Up front: feel free to comment or reblog on this post (replies may be heavily delayed) but if you feel the urge to Like, I'm going to ask you to take one more step and go to https://www.tumblr.com/support, select "feedback" as the category, and enter a line or two about the new dash. It can be as simple as "Your new dash design is difficult to use and is driving people off the site". I'm not asking everyone to do it, but if you're going to Like this post, that would be a helpful action in addition. You can delete any response they send; no reason to expose yourself to the unique combination of incompetence and condescension with which they handle feedback generally.
Also up front: yeah, if I find somewhere else to go and go there, I will certainly let you guys know beforehand, I'm not going to just evaporate. I'll be broadcasting about Tumblr's replacement on Tumblr very heavily. But I can't deny that it is now an active goal of mine to find a viable replacement for this site. (More on this in a moment.) You will always be able to find me on AO3 as copperbadge, or via copperbadge@gmail.com. (More on this in a moment also.)
This kind of thing is why I refuse to fuck with staff now or ever; I don't trust them and I never will. Watching @wip respond to almost every complaint or suggestion with "but that would be really hard" is telling. Whoever is pushing blocks around at Tumblr wants a lucrative site that's easy to code, but lucrative is hostile to community and code is difficult by nature, and when the architecture of the meeting hall is hostile and cheap, people don't stick around.

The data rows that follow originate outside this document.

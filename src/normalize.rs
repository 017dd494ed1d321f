//! Aggregation-time normalization of fetched articles.
//!
//! Connectors report platforms and authors inconsistently. Before the
//! duplicate filter sees a batch, every article is brought to one shape:
//! trimmed `source`/`author`, a canonical `platform`, and an author label
//! that names the publishing account for WeChat-style articles.
//!
//! [`normalize_article`] is idempotent.

use crate::models::Article;

/// Canonical platform for official-account feeds (timestamp-unreliable).
pub const PLATFORM_WECHAT: &str = "wechat";
/// Canonical platform for the doc-platform connector.
pub const PLATFORM_YUQUE: &str = "yuque";
/// Author label when neither an author nor an account is known.
pub const UNATTRIBUTED: &str = "unattributed";

const WECHAT_ALIASES: &[&str] = &[
    "wechat",
    "微信公众号",
    "weixin",
    "wx",
    "mp",
    "公众号",
    "official account",
];
const YUQUE_ALIASES: &[&str] = &["yuque", "语雀"];

/// Map a free-form platform label to its canonical form.
pub fn canonical_platform(raw: &str) -> String {
    let trimmed = raw.trim();
    let lowered = trimmed.to_lowercase();
    if WECHAT_ALIASES.contains(&lowered.as_str()) {
        PLATFORM_WECHAT.to_string()
    } else if YUQUE_ALIASES.contains(&lowered.as_str()) {
        PLATFORM_YUQUE.to_string()
    } else {
        trimmed.to_string()
    }
}

/// Whether the article belongs to the timestamp-unreliable class.
///
/// Checks both `platform` and `source`, so records stored before
/// normalization existed are still recognized.
pub fn is_wechat(article: &Article) -> bool {
    let is_alias = |value: &str| WECHAT_ALIASES.contains(&value.trim().to_lowercase().as_str());
    article.platform.as_deref().is_some_and(is_alias) || is_alias(&article.source)
}

/// Guess a platform when the connector did not report one.
fn infer_platform(article: &Article) -> Option<String> {
    let source = article.source.to_lowercase();
    let link = article.display_link().unwrap_or_default();

    if source.contains("yuque") || source == "语雀" {
        Some(PLATFORM_YUQUE.to_string())
    } else if link.contains("mp.weixin.qq.com")
        || source.contains("wechat")
        || source.contains("微信公众号")
    {
        Some(PLATFORM_WECHAT.to_string())
    } else {
        None
    }
}

/// Normalize one article in place.
pub fn normalize_article(article: &mut Article) {
    article.source = article.source.trim().to_string();
    if let Some(author) = article.author.as_mut() {
        *author = author.trim().to_string();
    }

    let platform = article
        .platform
        .as_deref()
        .filter(|p| !p.trim().is_empty())
        .map(canonical_platform)
        .or_else(|| infer_platform(&*article));
    if platform.is_some() {
        article.platform = platform;
    }

    if article.platform.as_deref() == Some(PLATFORM_WECHAT) {
        let account = article.source.as_str();
        let author = article.author.as_deref().unwrap_or_default();
        let label = match (author.is_empty(), account.is_empty()) {
            (false, false) if author.contains(account) => author.to_string(),
            (false, false) => format!("{author} · {account}"),
            (true, false) => account.to_string(),
            (false, true) => author.to_string(),
            (true, true) => UNATTRIBUTED.to_string(),
        };
        article.author = Some(label);
    } else if article.author.as_deref().unwrap_or_default().is_empty()
        && !article.source.is_empty()
    {
        article.author = Some(article.source.clone());
    }
}

/// Normalize a whole batch.
pub fn normalize_batch(articles: &mut [Article]) {
    for article in articles.iter_mut() {
        normalize_article(article);
    }
}
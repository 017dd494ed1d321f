//! # Info Fusion CLI (`fusion`)
//!
//! The `fusion` binary runs the aggregation pipeline and reads the resulting
//! knowledge base.
//!
//! ## Usage
//!
//! ```bash
//! fusion --config ./config/fusion.toml <command>
//! ```
//!
//! ## Commands
//!
//! | Command | Description |
//! |---------|-------------|
//! | `fusion run` | Fetch, filter, reconcile, enrich and store |
//! | `fusion sources` | List configured connectors and their health |
//! | `fusion list` | List stored records |
//! | `fusion get <key>` | Show one record |
//! | `fusion search "<query>"` | Substring search over stored records |
//! | `fusion stats` | Knowledge base overview |
//! | `fusion fingerprint <file> [<other>]` | Inspect tokens and fingerprints |
//!
//! ## Examples
//!
//! ```bash
//! # See what a run would do without writing anything
//! fusion run --dry-run
//!
//! # Daily run, retrying articles whose enrichment failed last time
//! fusion run --retry-failed --progress json
//!
//! # Are these two drafts near-duplicates?
//! fusion fingerprint a.md b.md
//! ```

use std::path::{Path, PathBuf};

use anyhow::{bail, Context, Result};
use clap::{Parser, Subcommand};
use tracing_subscriber::EnvFilter;

use info_fusion::config::{self, Config};
use info_fusion::fingerprint::Fingerprinter;
use info_fusion::ingest::{run_pipeline, RunOptions};
use info_fusion::progress::ProgressMode;
use info_fusion::{get, search, sources, stats};

/// Info Fusion: multi-source article aggregation with near-duplicate
/// filtering and LLM enrichment.
///
/// All commands accept a `--config` flag pointing to a TOML configuration
/// file. See `config/fusion.example.toml` for a full example.
#[derive(Parser)]
#[command(
    name = "fusion",
    about = "Aggregate articles into a deduplicated, enriched knowledge base",
    version,
    long_about = "Info Fusion pulls articles from feeds, a doc platform and local directories, \
    drops near-duplicates with 128-bit SimHash fingerprints, reuses unchanged records across runs, \
    and enriches new or changed articles through an LLM with bounded concurrency."
)]
struct Cli {
    /// Path to configuration file (TOML).
    #[arg(long, global = true, default_value = "./config/fusion.toml")]
    config: PathBuf,

    #[command(subcommand)]
    command: Commands,
}

#[derive(Subcommand)]
enum Commands {
    /// Run the pipeline once.
    ///
    /// Sources are fetched concurrently; a failing source is reported and
    /// skipped. Unchanged articles reuse their stored enrichment.
    Run {
        /// Stop after reconciliation and write nothing.
        #[arg(long)]
        dry_run: bool,

        /// Forget stored account names and resolve them again from the feeds.
        #[arg(long)]
        refresh_accounts: bool,

        /// Re-enrich unchanged records whose last enrichment failed or never ran.
        #[arg(long)]
        retry_failed: bool,

        /// Progress output on stderr: off, human, json. Defaults to human
        /// on a terminal.
        #[arg(long)]
        progress: Option<String>,
    },

    /// List configured connectors and their health.
    Sources,

    /// List stored records.
    List {
        /// Only records whose source label contains this, or whose platform is this.
        #[arg(long)]
        source: Option<String>,

        #[arg(long)]
        limit: Option<usize>,
    },

    /// Show one record by key.
    Get { key: String },

    /// Case-insensitive substring search over titles, content and enrichment.
    Search {
        query: String,

        #[arg(long)]
        limit: Option<usize>,
    },

    /// Knowledge base statistics.
    Stats,

    /// Print the tokens and fingerprint of a file, and the Hamming distance
    /// to a second file when given.
    Fingerprint {
        file: PathBuf,
        other: Option<PathBuf>,
    },
}

#[tokio::main]
async fn main() -> Result<()> {
    let _ = dotenvy::dotenv();

    tracing_subscriber::fmt()
        .with_writer(std::io::stderr)
        .with_env_filter(
            EnvFilter::try_from_default_env()
                .unwrap_or_else(|_| EnvFilter::new("info_fusion=info")),
        )
        .init();

    let cli = Cli::parse();

    // `fingerprint` works without a config file
    if let Commands::Fingerprint { file, other } = &cli.command {
        let cfg = if cli.config.exists() {
            config::load_config(&cli.config)?
        } else {
            Config::default()
        };
        return run_fingerprint(&cfg, file, other.as_deref());
    }

    let cfg = config::load_config(&cli.config)?;

    match cli.command {
        Commands::Run {
            dry_run,
            refresh_accounts,
            retry_failed,
            progress,
        } => {
            let mode = match progress.as_deref() {
                None => ProgressMode::default_for_tty(),
                Some(value) => match ProgressMode::parse(value) {
                    Some(mode) => mode,
                    None => bail!("Unknown progress mode: '{}'. Use off, human, or json.", value),
                },
            };
            let options = RunOptions {
                dry_run,
                refresh_accounts,
                retry_failed,
            };
            let reporter = mode.reporter();
            let report = run_pipeline(&cfg, options, reporter.as_ref()).await?;
            report.print();
        }
        Commands::Sources => {
            sources::list_sources(&cfg)?;
        }
        Commands::List { source, limit } => {
            search::run_list(&cfg, source.as_deref(), limit)?;
        }
        Commands::Get { key } => {
            get::run_get(&cfg, &key)?;
        }
        Commands::Search { query, limit } => {
            search::run_search(&cfg, &query, limit)?;
        }
        Commands::Stats => {
            stats::run_stats(&cfg)?;
        }
        Commands::Fingerprint { .. } => unreachable!("handled before config loading"),
    }

    Ok(())
}

fn run_fingerprint(cfg: &Config, file: &Path, other: Option<&Path>) -> Result<()> {
    let fingerprinter = Fingerprinter::new(&cfg.dedup);

    let inspect = |path: &Path| -> Result<_> {
        let bytes =
            std::fs::read(path).with_context(|| format!("Failed to read {}", path.display()))?;
        let text = String::from_utf8_lossy(&bytes);
        let tokens = fingerprinter.tokenize(&text);
        let fingerprint = fingerprinter
            .fingerprint(&text)
            .with_context(|| format!("Cannot fingerprint {}", path.display()))?;

        println!("{}", path.display());
        println!("  tokens ({}): {}", tokens.len(), tokens.join(" "));
        println!("  fingerprint: {}", fingerprint);
        Ok(fingerprint)
    };

    let first = inspect(file)?;
    if let Some(other) = other {
        let second = inspect(other)?;
        let distance = first.distance(&second);
        let verdict = if distance <= cfg.dedup.threshold {
            "near-duplicate"
        } else {
            "distinct"
        };
        println!(
            "distance: {} (threshold {}, {})",
            distance, cfg.dedup.threshold, verdict
        );
    }
    Ok(())
}
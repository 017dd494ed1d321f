//! Knowledge base statistics.
//!
//! A quick overview of what the store holds: record counts by enrichment
//! status, per-platform and per-source breakdowns, the size of the filtered
//! audit, and the publication cursors. Used by `fusion stats` to confirm
//! runs are folding articles in as expected.

use std::collections::BTreeMap;

use anyhow::Result;

use crate::config::Config;
use crate::cursor::parse_timestamp;
use crate::models::KnowledgeRecord;
use crate::store::KnowledgeStore;

/// Counts for one group of records.
#[derive(Debug, Clone, Default, PartialEq, Eq)]
pub struct GroupStats {
    pub records: usize,
    pub enriched: usize,
    pub failed: usize,
}

impl GroupStats {
    fn add(&mut self, record: &KnowledgeRecord) {
        self.records += 1;
        if record.is_enriched() {
            self.enriched += 1;
        } else if record.is_failed() {
            self.failed += 1;
        }
    }

    pub fn pending(&self) -> usize {
        self.records - self.enriched - self.failed
    }
}

#[derive(Debug, Clone, Default, PartialEq)]
pub struct KnowledgeStats {
    pub total: GroupStats,
    pub by_platform: BTreeMap<String, GroupStats>,
    pub by_source: BTreeMap<String, GroupStats>,
    /// Newest `processed_at` across all records.
    pub last_processed: Option<String>,
}

pub fn collect_stats(records: &[KnowledgeRecord]) -> KnowledgeStats {
    let mut stats = KnowledgeStats::default();
    for record in records {
        stats.total.add(record);
        let platform = record
            .article
            .platform
            .clone()
            .unwrap_or_else(|| "(none)".to_string());
        stats.by_platform.entry(platform).or_default().add(record);
        stats
            .by_source
            .entry(record.article.source.clone())
            .or_default()
            .add(record);

        if let Some(processed) = record.enrichment.processed_at.as_deref() {
            let newer = match (&stats.last_processed, parse_timestamp(processed)) {
                (None, _) => true,
                (Some(current), Some(candidate)) => {
                    parse_timestamp(current).map_or(true, |current| candidate > current)
                }
                (Some(_), None) => false,
            };
            if newer {
                stats.last_processed = Some(processed.to_string());
            }
        }
    }
    stats
}

/// Run the stats command: load the store and print a summary.
pub fn run_stats(config: &Config) -> Result<()> {
    let store = KnowledgeStore::new(&config.store);
    let records = store.load_records()?;
    let filtered = store.load_filtered()?;
    let fetch_state = store.load_fetch_state()?;
    let stats = collect_stats(&records);

    let kb_size = std::fs::metadata(store.knowledge_base_path())
        .map(|m| m.len())
        .unwrap_or(0);

    println!("Info Fusion: Knowledge Base Stats");
    println!("=================================");
    println!();
    println!("  Store:       {}", store.knowledge_base_path().display());
    println!("  Size:        {}", format_bytes(kb_size));
    println!();
    println!("  Records:     {}", stats.total.records);
    println!(
        "  Enriched:    {} / {} ({}%)",
        stats.total.enriched,
        stats.total.records,
        percent(stats.total.enriched, stats.total.records)
    );
    println!("  Failed:      {}", stats.total.failed);
    println!("  Unenriched:  {}", stats.total.pending());
    println!("  Filtered:    {} (last run)", filtered.len());
    if let Some(last) = &stats.last_processed {
        println!("  Last enrich: {}", format_relative(last));
    }

    print_groups("PLATFORM", &stats.by_platform);
    print_groups("SOURCE", &stats.by_source);

    let cursors: Vec<&str> = fetch_state.sources().collect();
    if !cursors.is_empty() {
        println!();
        println!("  Cursors:");
        for source in cursors {
            let seen = fetch_state
                .last_seen(source)
                .map(|t| t.format("%Y-%m-%d %H:%M").to_string())
                .unwrap_or_else(|| "never".to_string());
            println!("  {:<32} {}", source, seen);
        }
    }

    println!();
    Ok(())
}

fn print_groups(title: &str, groups: &BTreeMap<String, GroupStats>) {
    if groups.is_empty() {
        return;
    }
    println!();
    println!(
        "  {:<32} {:>7} {:>9} {:>7}",
        title, "RECORDS", "ENRICHED", "FAILED"
    );
    println!("  {}", "-".repeat(58));
    for (name, group) in groups {
        println!(
            "  {:<32} {:>7} {:>9} {:>7}",
            name, group.records, group.enriched, group.failed
        );
    }
}

fn percent(part: usize, whole: usize) -> usize {
    if whole == 0 {
        0
    } else {
        part * 100 / whole
    }
}

/// Format a byte count as a human-readable string.
fn format_bytes(bytes: u64) -> String {
    if bytes < 1024 {
        format!("{} B", bytes)
    } else if bytes < 1024 * 1024 {
        format!("{:.1} KB", bytes as f64 / 1024.0)
    } else {
        format!("{:.1} MB", bytes as f64 / (1024.0 * 1024.0))
    }
}

/// "3 hours ago" for recent timestamps, the timestamp itself otherwise.
fn format_relative(timestamp: &str) -> String {
    let Some(then) = parse_timestamp(timestamp) else {
        return timestamp.to_string();
    };
    let delta = (chrono::Utc::now().naive_utc() - then).num_seconds();

    if delta < 0 {
        timestamp.to_string()
    } else if delta < 60 {
        "just now".to_string()
    } else if delta < 3600 {
        let mins = delta / 60;
        format!("{} min{} ago", mins, if mins == 1 { "" } else { "s" })
    } else if delta < 86400 {
        let hours = delta / 3600;
        format!("{} hour{} ago", hours, if hours == 1 { "" } else { "s" })
    } else if delta < 86400 * 30 {
        let days = delta / 86400;
        format!("{} day{} ago", days, if days == 1 { "" } else { "s" })
    } else {
        then.format("%Y-%m-%d %H:%M").to_string()
    }
}

#[cfg(test)]
mod tests {
    use super::*;
    use crate::models::{Article, Enrichment, EnrichmentStatus};

    fn with_platform(platform: &str, source: &str) -> Article {
        Article {
            platform: Some(platform.into()),
            ..Article::new(source, "t", "c")
        }
    }

    #[test]
    fn groups_by_platform_and_status() {
        let records = vec![
            KnowledgeRecord {
                article: with_platform("wechat", "机器之心"),
                enrichment: Enrichment {
                    llm_status: Some(EnrichmentStatus::Ok),
                    processed_at: Some("2025-03-01T08:00:00Z".into()),
                    ..Default::default()
                },
            },
            KnowledgeRecord::failed(
                with_platform("wechat", "量子位"),
                "timeout",
                "2025-03-02T08:00:00Z".into(),
            ),
            KnowledgeRecord::unenriched(with_platform("yuque", "yuque:handbook")),
        ];

        let stats = collect_stats(&records);
        assert_eq!(
            stats.total,
            GroupStats {
                records: 3,
                enriched: 1,
                failed: 1
            }
        );
        assert_eq!(stats.total.pending(), 1);
        assert_eq!(stats.by_platform["wechat"].records, 2);
        assert_eq!(stats.by_platform["yuque"].pending(), 1);
        assert_eq!(stats.by_source.len(), 3);
        assert_eq!(stats.last_processed.as_deref(), Some("2025-03-02T08:00:00Z"));
    }

    #[test]
    fn formatting_helpers() {
        assert_eq!(percent(1, 3), 33);
        assert_eq!(percent(0, 0), 0);
        assert_eq!(format_bytes(512), "512 B");
        assert_eq!(format_bytes(2048), "2.0 KB");
        assert_eq!(format_relative("not a time"), "not a time");
    }
}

I've been watching the site as every change made it incrementally worse, from a buggy post window that doesn't allow ease of editing to the new dash (which is the reason I'm writing this in a text window off Tumblr). I genuinely do not think I can use desktop Tumblr like this unless I can install something that will put it back the way it was, and roughly 40% of the content you guys get HAS to come through desktop. It's impossible to do on a phone or so time-consuming it's not worth it. I cannot code Radio Free Monday on a phone; it's a struggle to code it on a single-monitor laptop (I usually write it on my work computer, where I have two monitors). Even writing image IDs on the phone is difficult and something I rarely do. Tumblr is becoming an actively difficult place for me to make content, introducing friction left and right.
But where does one go? I've tried other platforms and they're either worse to use or they don't have the constituency. The problem with a lot of discourse around internet addiction is that it often points out how glued people are to their phones without asking what it is they're doing on those phones. I'm not addicted to social media; I don't doomscroll, I don't care what celebrities have to say, I don't find 140 characters useful or interesting, I don’t find most “funny” videos very interesting. I create a lot of original content for public consumption, significantly more than many social media users, and if that becomes difficult, then the site suffers more than I do. But it's undeniable that social media, and this social media in specific, is where my people are, and yeah, I like seeing you all every day. It makes it difficult to leave even when Tumblr is the best of a bad set of options.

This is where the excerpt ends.